Start at the line below containing "self.0.iter().copied()" and stop at the line containing "f64>, threshold: f64)". Repeat every line of that stretch exactly, and nothing outside it.

Collected data
- - - -
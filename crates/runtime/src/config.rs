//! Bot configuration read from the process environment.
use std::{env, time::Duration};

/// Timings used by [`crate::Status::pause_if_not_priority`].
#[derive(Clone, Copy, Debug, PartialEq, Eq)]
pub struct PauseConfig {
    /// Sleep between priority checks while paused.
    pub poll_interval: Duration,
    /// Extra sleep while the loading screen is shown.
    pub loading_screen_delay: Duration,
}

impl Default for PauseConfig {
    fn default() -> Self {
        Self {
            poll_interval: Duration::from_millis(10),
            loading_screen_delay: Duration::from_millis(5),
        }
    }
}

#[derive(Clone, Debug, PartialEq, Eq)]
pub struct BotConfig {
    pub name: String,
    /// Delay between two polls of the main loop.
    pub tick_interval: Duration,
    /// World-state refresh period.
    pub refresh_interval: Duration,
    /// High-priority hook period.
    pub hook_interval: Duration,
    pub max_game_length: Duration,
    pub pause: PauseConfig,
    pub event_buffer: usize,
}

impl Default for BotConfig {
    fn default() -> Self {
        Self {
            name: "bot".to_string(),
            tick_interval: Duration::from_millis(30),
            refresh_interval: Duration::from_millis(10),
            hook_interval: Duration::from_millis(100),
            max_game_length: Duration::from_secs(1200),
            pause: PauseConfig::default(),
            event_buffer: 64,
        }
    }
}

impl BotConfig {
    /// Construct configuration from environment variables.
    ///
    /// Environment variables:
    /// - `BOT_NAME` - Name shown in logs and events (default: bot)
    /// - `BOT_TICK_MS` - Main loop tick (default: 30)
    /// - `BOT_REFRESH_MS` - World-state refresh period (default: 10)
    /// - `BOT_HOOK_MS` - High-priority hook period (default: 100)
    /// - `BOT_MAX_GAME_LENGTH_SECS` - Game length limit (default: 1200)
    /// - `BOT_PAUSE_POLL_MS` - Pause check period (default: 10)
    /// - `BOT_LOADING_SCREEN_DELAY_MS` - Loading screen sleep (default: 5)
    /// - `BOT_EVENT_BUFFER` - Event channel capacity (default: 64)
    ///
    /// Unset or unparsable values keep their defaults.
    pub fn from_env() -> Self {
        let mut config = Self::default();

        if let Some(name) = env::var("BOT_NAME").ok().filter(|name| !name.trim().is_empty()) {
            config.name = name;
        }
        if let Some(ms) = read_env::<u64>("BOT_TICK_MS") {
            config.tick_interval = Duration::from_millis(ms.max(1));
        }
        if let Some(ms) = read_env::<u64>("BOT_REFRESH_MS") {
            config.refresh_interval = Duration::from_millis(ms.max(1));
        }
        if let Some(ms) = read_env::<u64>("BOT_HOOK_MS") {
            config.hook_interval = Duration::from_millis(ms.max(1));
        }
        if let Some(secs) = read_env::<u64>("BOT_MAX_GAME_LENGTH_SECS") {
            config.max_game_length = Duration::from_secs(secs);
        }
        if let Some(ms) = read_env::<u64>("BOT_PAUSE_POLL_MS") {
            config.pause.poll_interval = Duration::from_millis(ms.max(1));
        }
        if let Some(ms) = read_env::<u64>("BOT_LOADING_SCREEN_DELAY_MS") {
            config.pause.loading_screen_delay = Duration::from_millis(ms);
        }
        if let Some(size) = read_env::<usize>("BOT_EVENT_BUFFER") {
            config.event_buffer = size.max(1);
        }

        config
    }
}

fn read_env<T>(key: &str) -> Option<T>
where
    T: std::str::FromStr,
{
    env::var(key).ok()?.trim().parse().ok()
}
- - - -
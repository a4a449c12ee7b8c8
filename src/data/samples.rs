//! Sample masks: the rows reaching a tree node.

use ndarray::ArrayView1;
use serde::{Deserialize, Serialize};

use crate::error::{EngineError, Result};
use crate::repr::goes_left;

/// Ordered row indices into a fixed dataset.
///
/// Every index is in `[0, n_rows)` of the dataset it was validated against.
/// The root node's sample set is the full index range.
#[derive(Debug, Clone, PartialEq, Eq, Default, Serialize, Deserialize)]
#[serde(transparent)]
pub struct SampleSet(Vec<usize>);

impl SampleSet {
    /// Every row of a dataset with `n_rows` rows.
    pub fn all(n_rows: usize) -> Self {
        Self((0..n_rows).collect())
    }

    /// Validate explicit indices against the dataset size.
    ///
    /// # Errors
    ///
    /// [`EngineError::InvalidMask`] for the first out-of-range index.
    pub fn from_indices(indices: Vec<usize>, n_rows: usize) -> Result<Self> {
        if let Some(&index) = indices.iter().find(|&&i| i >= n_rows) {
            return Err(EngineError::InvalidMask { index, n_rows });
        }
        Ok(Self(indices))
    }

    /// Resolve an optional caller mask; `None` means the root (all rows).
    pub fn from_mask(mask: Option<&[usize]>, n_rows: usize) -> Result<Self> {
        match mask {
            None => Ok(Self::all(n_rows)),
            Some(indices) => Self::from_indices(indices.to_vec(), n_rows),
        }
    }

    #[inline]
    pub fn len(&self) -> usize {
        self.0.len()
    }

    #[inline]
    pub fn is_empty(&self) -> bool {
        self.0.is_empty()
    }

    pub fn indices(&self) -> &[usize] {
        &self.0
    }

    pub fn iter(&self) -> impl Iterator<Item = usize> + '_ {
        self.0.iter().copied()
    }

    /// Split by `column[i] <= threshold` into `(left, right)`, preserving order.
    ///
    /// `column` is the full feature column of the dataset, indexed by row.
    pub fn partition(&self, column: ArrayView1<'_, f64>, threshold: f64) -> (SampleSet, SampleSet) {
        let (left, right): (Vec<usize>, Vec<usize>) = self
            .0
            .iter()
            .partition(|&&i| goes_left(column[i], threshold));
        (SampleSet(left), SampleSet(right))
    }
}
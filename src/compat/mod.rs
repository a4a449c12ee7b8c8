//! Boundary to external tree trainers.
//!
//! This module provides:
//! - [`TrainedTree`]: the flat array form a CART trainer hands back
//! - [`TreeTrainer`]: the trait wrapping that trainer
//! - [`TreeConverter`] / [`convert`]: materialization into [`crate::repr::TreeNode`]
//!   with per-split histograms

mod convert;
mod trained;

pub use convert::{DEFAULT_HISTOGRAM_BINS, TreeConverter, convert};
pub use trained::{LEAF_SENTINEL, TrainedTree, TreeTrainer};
- - - -
▶ _Response box_:
        self.0.iter().copied()
    }

    /// Split by `column[i] <= threshold` into `(left, right)`, preserving order.
    ///
    /// `column` is the full feature column of the dataset, indexed by row.
    pub fn partition(&self, column: ArrayView1<'_, f64>, threshold: f64) -> (SampleSet, SampleSet) {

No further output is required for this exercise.